Nesta segunda-feira, poucas horas após a situação na Linha Vermelha ter saído completamente do controle, o policiamento na via ainda era deficiente. Pela manhã, uma equipe do GLOBO percorreu o local e encontrou apenas dois carros da Polícia Militar. Um deles estava baseado na altura do Parque Alegria, no Caju, e outro fazia uma blitz perto da Favela do Lixão. A operação foi considerada ineficiente por quem passava pela região.
— O problema nessas blitzes é que os policiais não revistam os carros. Eles pedem somente documentos — criticou o funcionário público federal Mauro Nogueira, que passou domingo à noite pela Linha Vermelha pouco antes de o tiroteio começar.
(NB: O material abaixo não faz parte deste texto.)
//! C type rendering
//!
//! Maps IR types onto `<stdint.h>` names. Arrays and pointers need
//! the C declarator form where the name nests inside the type, so
//! declarations go through [`c_decl`] instead of pasting
//! `"{type} {name}"`.
//!
//! A float width the output language cannot express degrades to a
//! commented `double` rather than failing the whole unit.

use std::fmt::Write;
use vela_ir::{IrType, StructDef};

/// C spelling of `ty` in non-declarator positions (casts, returns)
pub fn c_type(ty: &IrType) -> String {
    match ty {
        IrType::Void => "void".to_string(),
        // single bits are compare results; they live in a byte
        IrType::Int(1) => "uint8_t".to_string(),
        IrType::Int(bits) => match bits {
            0..=8 => "int8_t".to_string(),
            9..=16 => "int16_t".to_string(),
            17..=32 => "int32_t".to_string(),
            _ => "int64_t".to_string(),
        },
        IrType::UInt(bits) => match bits {
            0..=8 => "uint8_t".to_string(),
            9..=16 => "uint16_t".to_string(),
            17..=32 => "uint32_t".to_string(),
            _ => "uint64_t".to_string(),
        },
        IrType::Float(32) => "float".to_string(),
        IrType::Float(64) => "double".to_string(),
        IrType::Float(bits) => format!("double /* unsupported {}-bit float */", bits),
        IrType::Ptr(inner) => match inner.as_ref() {
            IrType::Array(..) => c_decl(inner, "(*)"),
            _ => format!("{} *", c_type(inner)),
        },
        IrType::Array(elem, len) => format!("{}[{}]", c_type(elem), len),
        IrType::Struct(name) => name.clone(),
    }
}

/// C declaration of an object `name` of type `ty`, without the
/// trailing semicolon
pub fn c_decl(ty: &IrType, name: &str) -> String {
    match ty {
        IrType::Array(elem, len) => c_decl(elem, &format!("{}[{}]", name, len)),
        IrType::Ptr(inner) => match inner.as_ref() {
            IrType::Array(..) => c_decl(inner, &format!("(*{})", name)),
            _ => format!("{} *{}", c_type(inner), name),
        },
        _ => format!("{} {}", c_type(ty), name),
    }
}

/// C parameter declaration. Pointer-to-array parameters decay to the
/// plain array form so element access reads naturally.
pub fn c_param(ty: &IrType, name: &str) -> String {
    match ty {
        IrType::Ptr(inner) if matches!(inner.as_ref(), IrType::Array(..)) => c_decl(inner, name),
        _ => c_decl(ty, name),
    }
}

/// Full `typedef struct` definition, bit fields included
pub fn c_struct_def(def: &StructDef) -> String {
    let mut out = String::new();
    let attr = if def.packed { " __attribute__((packed))" } else { "" };
    writeln!(out, "typedef struct{} {} {{", attr, def.name).unwrap();
    for field in &def.fields {
        match field.bit_width {
            Some(bits) => writeln!(out, "    unsigned {} : {};", field.name, bits).unwrap(),
            None => writeln!(out, "    {};", c_decl(&field.ty, &field.name)).unwrap(),
        }
    }
    writeln!(out, "}} {};", def.name).unwrap();
    out
}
Na tarde de ontem, o policiamento também não era ostensivo. Apenas três patrulhas foram encontradas ao longo dos 25 quilômetros da Linha Vermelha. Deixar agentes em pontos fixos, principalmente na hora do rush, tem sido uma estratégia do Batalhão de Policiamento em Vias Expressas (BPVE) para tentar driblar o déficit de pessoal. E para poupar combustível diante do cenário de crise financeira do estado.
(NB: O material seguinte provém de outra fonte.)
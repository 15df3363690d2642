//! LType layer - lowered representations of source types
//!
//! One source type can need several IR representations: its natural
//! computational form, the form plain objects use, clause-sized views,
//! biased views, dummies that break recursive definitions. Each view
//! is an `LType`; views of one source type form a chain with two
//! distinguished entries, the primitive and the default.

use std::fmt;

use rustc_hash::{FxHashMap, FxHashSet};

use vela_error::{Diagnostic, Diagnostics, ErrorCode, IResult, InternalError};
use vela_front::{Field, TypeId, TypeKind, TypeTable};
use vela_ir::{IrType, StructDef, StructField};

use crate::layout;
use crate::registry::{ArrayInfo, RecordInfo, TypeRegistry};
use crate::tbaa::{TbaaField, TbaaId, TbaaTable};

/// Handle into the lowered-type table
#[derive(Debug, Clone, Copy, PartialEq, Eq, Hash)]
pub struct LType(pub u32);

impl fmt::Display for LType {
    fn fmt(&self, f: &mut fmt::Formatter<'_>) -> fmt::Result {
        write!(f, "lt{}", self.0)
    }
}

/// One lowered view of a source type
#[derive(Debug, Clone)]
pub struct LTypeData {
    pub source: TypeId,
    /// `None` while the view is an unfinished placeholder
    pub ir_type: Option<IrType>,
    /// `None` for dynamically sized views
    pub size_bits: Option<u64>,
    pub align_bits: Option<u32>,
    pub is_dummy: bool,
    pub is_biased: bool,
    pub is_max_size: bool,
    pub for_type_rounding: bool,
    /// Chain link to the next view of the same source type
    pub next: Option<LType>,
}

/// Distinguished entries of one source type's chain
#[derive(Debug, Clone, Copy, Default)]
pub struct ChainInfo {
    pub head: Option<LType>,
    pub primitive: Option<LType>,
    pub default: Option<LType>,
}

/// Arena of lowered views, chained per source type
#[derive(Debug, Default)]
pub struct LTypeTable {
    data: Vec<LTypeData>,
    chains: FxHashMap<TypeId, ChainInfo>,
}

impl LTypeTable {
    pub fn new() -> Self {
        Self::default()
    }

    pub fn get(&self, lt: LType) -> &LTypeData {
        &self.data[lt.0 as usize]
    }

    pub fn get_mut(&mut self, lt: LType) -> &mut LTypeData {
        &mut self.data[lt.0 as usize]
    }

    pub fn len(&self) -> usize {
        self.data.len()
    }

    pub fn is_empty(&self) -> bool {
        self.data.is_empty()
    }

    pub fn has_chain(&self, id: TypeId) -> bool {
        self.chains.contains_key(&id)
    }

    pub fn chain(&self, id: TypeId) -> Option<&ChainInfo> {
        self.chains.get(&id)
    }

    /// Shares an existing chain with a second source type.
    pub fn set_chain(&mut self, id: TypeId, chain: ChainInfo) {
        self.chains.insert(id, chain);
    }

    /// All views of `id`, head first.
    pub fn chain_views(&self, id: TypeId) -> impl Iterator<Item = LType> + '_ {
        let head = self.chains.get(&id).and_then(|c| c.head);
        std::iter::successors(head, move |lt| self.get(*lt).next)
    }

    pub fn primitive_of(&self, id: TypeId) -> Option<LType> {
        self.chains.get(&id).and_then(|c| c.primitive)
    }

    pub fn default_of(&self, id: TypeId) -> Option<LType> {
        self.chains.get(&id).and_then(|c| c.default)
    }

    pub fn set_primitive(&mut self, id: TypeId, lt: LType) {
        self.chains.entry(id).or_default().primitive = Some(lt);
    }

    pub fn set_default(&mut self, id: TypeId, lt: LType) {
        self.chains.entry(id).or_default().default = Some(lt);
    }

    /// Appends a view and links it at the head of its source chain.
    fn push(&mut self, mut data: LTypeData) -> LType {
        let id = data.source;
        let lt = LType(self.data.len() as u32);
        let chain = self.chains.entry(id).or_default();
        data.next = chain.head;
        chain.head = Some(lt);
        self.data.push(data);
        lt
    }
}

/// Parameters selecting one view of a source type. Unset size and
/// alignment inherit the default view's values.
#[derive(Debug, Clone, Copy, Default, PartialEq, Eq)]
pub struct ViewRequest {
    pub size_bits: Option<u64>,
    pub align_bits: Option<u32>,
    /// Round the size up to the alignment (the view describes the
    /// type itself rather than an object of it)
    pub for_type_rounding: bool,
    pub is_max_size: bool,
    pub is_biased: bool,
}

impl ViewRequest {
    pub fn sized(size_bits: u64) -> Self {
        Self {
            size_bits: Some(size_bits),
            ..Self::default()
        }
    }

    pub fn biased(size_bits: u64) -> Self {
        Self {
            size_bits: Some(size_bits),
            is_biased: true,
            ..Self::default()
        }
    }
}

/// The type layer: owns every per-type side table and elaborates
/// source types into lowered views on first demand.
pub struct TypeLayer<'m> {
    model: &'m TypeTable,
    pub registry: TypeRegistry,
    pub ltypes: LTypeTable,
    pub tbaa: TbaaTable,
    structs: Vec<StructDef>,
    in_progress: FxHashSet<TypeId>,
    pending_access: Vec<(TypeId, TypeId)>,
    pub diags: Diagnostics,
}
Responsável por patrulhar cerca de 120 quilômetros das principais vias da cidade — além da Linha Vermelha, atua na Linha Amarela, na Transolímpica e na Avenida Brasil — o BPVE conta em tese com 550 policiais, que se revezam em escalas de plantão. Mas este é um número fictício. Segundo o coronel Fernando Salema, comandante do Comando de Policiamento Especializado (CPE), ao qual o BPVE, o Batalhão de Policiamento Rodoviário (BPRV) e outras seis unidades da PM são subordinados, o efetivo atualmente é de apenas 350 agentes, já que pelo menos 200 estão de férias, de licença médica ou em cursos. Efetivamente, diz Salema, o BPVE conta com apenas 120 homens por dia para patrulhar as vias sob sua responsabilidade. Para a Linha Vermelha, são destinados normalmente 86 homens. Mas, descontando as férias, licenças e cursos, sobram 62, segundo o tenente Thiago Hilário, comandante do policiamento nos 25 quilômetros da via.
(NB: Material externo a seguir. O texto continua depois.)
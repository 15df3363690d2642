//! Lowering the typed AST into IR
//!
//! Runs after every declared type has elaborated. `lower_unit` moves
//! the collected struct definitions into the module, then lowers one
//! function at a time through a [`FunctionLowerer`].
//!
//! Value discipline: an elementary expression result always travels in
//! the primitive view of its type. Loads convert from the object's
//! default view right after the access, and stores convert back to the
//! target's default view right before the write; biasing and Boolean
//! width changes happen only at those two seams. Composite values are
//! the aggregate itself for locals and temporaries, and a pointer for
//! parameters.

use rustc_hash::FxHashMap;
use vela_error::{Diagnostics, IResult, InternalError, SourceLoc};
use vela_front::{BinOp, CmpOp, Expr, ExprKind, FunctionDecl, Stmt, TypeId, Unit};
use vela_ir::{BinaryOp, CompareOp, Function, Instruction, IrType, Module, Value};

use crate::convert::{cast_scalar, emit_binary, ConvertOptions};
use crate::ltype::TypeLayer;

/// Parameter types and return type of a unit-level function
type Signature = (Vec<TypeId>, Option<TypeId>);

/// Output of [`lower_unit`]: the IR module plus every diagnostic the
/// type layer accumulated while elaborating
#[derive(Debug)]
pub struct LoweredUnit {
    pub module: Module,
    pub diagnostics: Diagnostics,
}

/// Lowers a resolved unit to an IR module.
pub fn lower_unit(unit: &Unit) -> IResult<LoweredUnit> {
    tracing::debug!(unit = %unit.name, functions = unit.functions.len(), "lowering unit");

    let mut layer = TypeLayer::new(&unit.types);
    // elaborate everything up front so struct definitions land in the
    // module in declaration order
    for id in unit.types.ids() {
        layer.ensure_elaborated(id)?;
    }

    let mut module = Module::new(unit.name.clone());
    for def in layer.take_struct_defs() {
        module.add_struct(def);
    }

    let mut signatures: FxHashMap<String, Signature> = FxHashMap::default();
    for decl in &unit.functions {
        let params = decl.params.iter().map(|p| p.ty).collect();
        signatures.insert(decl.name.clone(), (params, decl.ret));
    }

    for decl in &unit.functions {
        tracing::debug!(function = %decl.name, "lowering function");
        let func = FunctionLowerer::new(&mut layer, &signatures, decl)?.lower()?;
        module.add_function(func);
    }

    Ok(LoweredUnit { module, diagnostics: layer.take_diags() })
}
— Utilizamos duas escalas de serviço. Há policiais que trabalham diariamente somente nos horários de rush, uma equipe de manhã e outra no fim de tarde, e há os agentes que atuam em escala de 24 por 48 horas. Precisamos nos adaptar ao déficit e garantir a segurança dos usuários — disse Salema.
Apesar de a metade da frota da Polícia Militar estar parada por falta de manutenção — reportagem do GLOBO mostrou, semana passada, que dos 6.756 carros, 3.458 estão sem condições de rodar —, Salema garante que 90% da frota do Batalhão de Vias Especiais estão em atividade. Ele atribui o resultado à boa gestão do comandante da unidade, tenente-coronel Walter Silva Júnior, mas acrescenta que alguns empresários, diante da falta de recursos do estado, têm sido solidários e ajudado a manter os veículos.
— O comandante do BPVE faz uma boa gestão de manutenção da frota. Ele adota muitas vezes o esquema de baseamento em que os veículos ficam parados com policiais em pontos-chaves das vias expressas. Isso gera sensação de segurança e traz economia de combustível.